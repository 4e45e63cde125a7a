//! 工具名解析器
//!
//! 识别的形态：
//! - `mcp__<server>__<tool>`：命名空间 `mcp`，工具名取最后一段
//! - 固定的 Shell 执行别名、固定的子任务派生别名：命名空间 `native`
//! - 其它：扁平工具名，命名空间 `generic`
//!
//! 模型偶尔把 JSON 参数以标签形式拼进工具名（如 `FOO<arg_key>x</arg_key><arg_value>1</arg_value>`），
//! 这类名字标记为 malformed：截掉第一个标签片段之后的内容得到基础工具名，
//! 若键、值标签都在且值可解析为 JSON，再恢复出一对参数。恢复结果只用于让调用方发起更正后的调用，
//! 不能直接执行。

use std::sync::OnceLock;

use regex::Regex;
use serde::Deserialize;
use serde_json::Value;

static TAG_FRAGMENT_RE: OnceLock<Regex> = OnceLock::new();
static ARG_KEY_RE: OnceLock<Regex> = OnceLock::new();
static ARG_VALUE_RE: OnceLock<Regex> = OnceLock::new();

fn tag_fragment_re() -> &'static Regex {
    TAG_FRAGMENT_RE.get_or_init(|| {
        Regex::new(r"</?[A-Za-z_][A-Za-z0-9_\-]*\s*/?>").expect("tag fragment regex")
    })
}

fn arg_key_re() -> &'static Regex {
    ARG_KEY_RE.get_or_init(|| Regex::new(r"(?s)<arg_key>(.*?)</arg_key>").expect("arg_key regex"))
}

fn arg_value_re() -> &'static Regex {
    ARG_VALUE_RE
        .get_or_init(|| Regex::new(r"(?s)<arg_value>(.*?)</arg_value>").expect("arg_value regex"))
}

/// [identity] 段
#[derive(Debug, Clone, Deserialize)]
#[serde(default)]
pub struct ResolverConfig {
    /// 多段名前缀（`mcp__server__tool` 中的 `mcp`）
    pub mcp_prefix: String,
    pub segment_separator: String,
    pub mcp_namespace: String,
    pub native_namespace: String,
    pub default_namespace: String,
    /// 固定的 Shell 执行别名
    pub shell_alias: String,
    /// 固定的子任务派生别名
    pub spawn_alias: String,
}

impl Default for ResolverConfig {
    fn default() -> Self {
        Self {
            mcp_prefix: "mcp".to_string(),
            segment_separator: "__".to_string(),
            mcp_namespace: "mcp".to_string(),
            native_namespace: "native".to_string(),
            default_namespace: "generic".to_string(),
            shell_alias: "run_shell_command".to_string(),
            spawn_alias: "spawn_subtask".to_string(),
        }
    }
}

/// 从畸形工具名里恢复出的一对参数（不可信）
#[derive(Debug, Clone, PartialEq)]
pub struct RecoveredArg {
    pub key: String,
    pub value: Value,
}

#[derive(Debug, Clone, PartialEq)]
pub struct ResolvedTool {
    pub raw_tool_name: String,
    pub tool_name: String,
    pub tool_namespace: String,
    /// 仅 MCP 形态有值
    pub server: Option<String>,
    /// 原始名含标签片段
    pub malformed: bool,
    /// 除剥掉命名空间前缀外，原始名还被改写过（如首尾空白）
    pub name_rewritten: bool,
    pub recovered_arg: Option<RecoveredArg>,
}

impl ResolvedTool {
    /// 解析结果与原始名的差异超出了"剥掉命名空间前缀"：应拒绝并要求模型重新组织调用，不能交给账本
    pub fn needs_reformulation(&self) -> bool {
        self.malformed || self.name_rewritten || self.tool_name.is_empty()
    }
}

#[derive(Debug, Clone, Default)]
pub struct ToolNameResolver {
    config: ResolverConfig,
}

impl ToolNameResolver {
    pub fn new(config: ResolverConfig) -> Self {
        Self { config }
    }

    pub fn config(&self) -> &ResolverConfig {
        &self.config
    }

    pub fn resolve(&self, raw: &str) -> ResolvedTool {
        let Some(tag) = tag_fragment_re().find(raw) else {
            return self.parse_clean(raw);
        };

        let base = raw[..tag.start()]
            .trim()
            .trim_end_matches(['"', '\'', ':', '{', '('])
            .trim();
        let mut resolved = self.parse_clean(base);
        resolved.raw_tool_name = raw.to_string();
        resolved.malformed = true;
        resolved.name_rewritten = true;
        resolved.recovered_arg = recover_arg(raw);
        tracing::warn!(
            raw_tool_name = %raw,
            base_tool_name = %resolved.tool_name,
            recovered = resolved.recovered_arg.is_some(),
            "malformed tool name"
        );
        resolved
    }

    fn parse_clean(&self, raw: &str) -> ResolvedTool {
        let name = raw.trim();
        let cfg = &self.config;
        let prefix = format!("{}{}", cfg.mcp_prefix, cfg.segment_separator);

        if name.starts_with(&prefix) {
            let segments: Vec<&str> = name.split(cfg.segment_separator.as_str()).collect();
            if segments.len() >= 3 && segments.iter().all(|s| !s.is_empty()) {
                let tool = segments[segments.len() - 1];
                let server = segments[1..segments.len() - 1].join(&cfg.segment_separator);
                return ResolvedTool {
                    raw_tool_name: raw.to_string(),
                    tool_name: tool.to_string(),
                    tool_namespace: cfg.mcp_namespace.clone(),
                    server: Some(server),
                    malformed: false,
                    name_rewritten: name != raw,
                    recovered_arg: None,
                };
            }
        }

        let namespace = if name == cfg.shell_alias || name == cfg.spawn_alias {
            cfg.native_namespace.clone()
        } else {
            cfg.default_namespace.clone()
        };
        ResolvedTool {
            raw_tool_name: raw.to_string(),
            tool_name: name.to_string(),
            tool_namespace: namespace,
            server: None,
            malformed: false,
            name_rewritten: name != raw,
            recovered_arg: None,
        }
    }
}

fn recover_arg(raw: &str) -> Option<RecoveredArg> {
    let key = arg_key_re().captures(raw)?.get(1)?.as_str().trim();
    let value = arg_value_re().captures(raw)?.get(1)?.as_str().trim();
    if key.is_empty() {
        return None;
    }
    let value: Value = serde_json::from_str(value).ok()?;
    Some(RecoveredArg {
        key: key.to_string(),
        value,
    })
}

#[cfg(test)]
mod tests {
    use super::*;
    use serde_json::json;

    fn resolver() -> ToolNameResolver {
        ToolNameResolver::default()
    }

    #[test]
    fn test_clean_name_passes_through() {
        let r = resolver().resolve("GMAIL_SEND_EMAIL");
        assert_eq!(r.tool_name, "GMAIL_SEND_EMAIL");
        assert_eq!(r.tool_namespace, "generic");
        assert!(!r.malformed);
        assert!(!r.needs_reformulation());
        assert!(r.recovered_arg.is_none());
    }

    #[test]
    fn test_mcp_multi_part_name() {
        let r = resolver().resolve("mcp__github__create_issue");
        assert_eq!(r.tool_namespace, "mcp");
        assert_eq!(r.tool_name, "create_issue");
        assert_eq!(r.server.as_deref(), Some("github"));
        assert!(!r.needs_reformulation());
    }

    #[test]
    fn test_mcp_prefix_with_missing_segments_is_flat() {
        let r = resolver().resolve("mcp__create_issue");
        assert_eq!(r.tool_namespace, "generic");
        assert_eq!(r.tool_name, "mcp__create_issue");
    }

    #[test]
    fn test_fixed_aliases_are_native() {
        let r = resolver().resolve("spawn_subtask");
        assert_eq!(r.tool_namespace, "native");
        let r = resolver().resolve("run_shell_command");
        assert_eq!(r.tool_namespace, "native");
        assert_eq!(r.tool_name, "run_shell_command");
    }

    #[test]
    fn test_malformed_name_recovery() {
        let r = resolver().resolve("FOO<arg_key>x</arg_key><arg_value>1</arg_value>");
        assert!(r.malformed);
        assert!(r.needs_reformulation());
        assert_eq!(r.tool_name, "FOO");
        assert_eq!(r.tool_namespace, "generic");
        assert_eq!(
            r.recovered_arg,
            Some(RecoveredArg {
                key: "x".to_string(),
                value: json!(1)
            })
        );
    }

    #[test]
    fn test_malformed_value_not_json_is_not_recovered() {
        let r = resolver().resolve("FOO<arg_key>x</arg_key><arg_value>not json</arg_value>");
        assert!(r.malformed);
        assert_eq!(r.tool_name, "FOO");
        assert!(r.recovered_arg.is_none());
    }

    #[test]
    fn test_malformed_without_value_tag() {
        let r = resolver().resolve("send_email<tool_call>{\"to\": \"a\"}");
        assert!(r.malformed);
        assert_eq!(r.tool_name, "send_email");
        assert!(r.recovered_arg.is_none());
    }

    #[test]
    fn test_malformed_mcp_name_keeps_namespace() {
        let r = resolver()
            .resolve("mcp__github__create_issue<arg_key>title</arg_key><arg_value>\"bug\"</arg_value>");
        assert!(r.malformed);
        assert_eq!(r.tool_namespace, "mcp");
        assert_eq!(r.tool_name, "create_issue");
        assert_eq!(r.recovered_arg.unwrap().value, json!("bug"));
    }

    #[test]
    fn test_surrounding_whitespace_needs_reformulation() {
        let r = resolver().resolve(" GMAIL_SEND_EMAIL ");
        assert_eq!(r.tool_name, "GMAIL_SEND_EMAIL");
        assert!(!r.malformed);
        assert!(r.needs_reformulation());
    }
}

-*-

| Your objective |
Reproduce each line of the material that mentions "OnceLock".

| Answer box |
use std::sync::OnceLock;
static TAG_FRAGMENT_RE: OnceLock<Regex> = OnceLock::new();
static ARG_KEY_RE: OnceLock<Regex> = OnceLock::new();
static ARG_VALUE_RE: OnceLock<Regex> = OnceLock::new();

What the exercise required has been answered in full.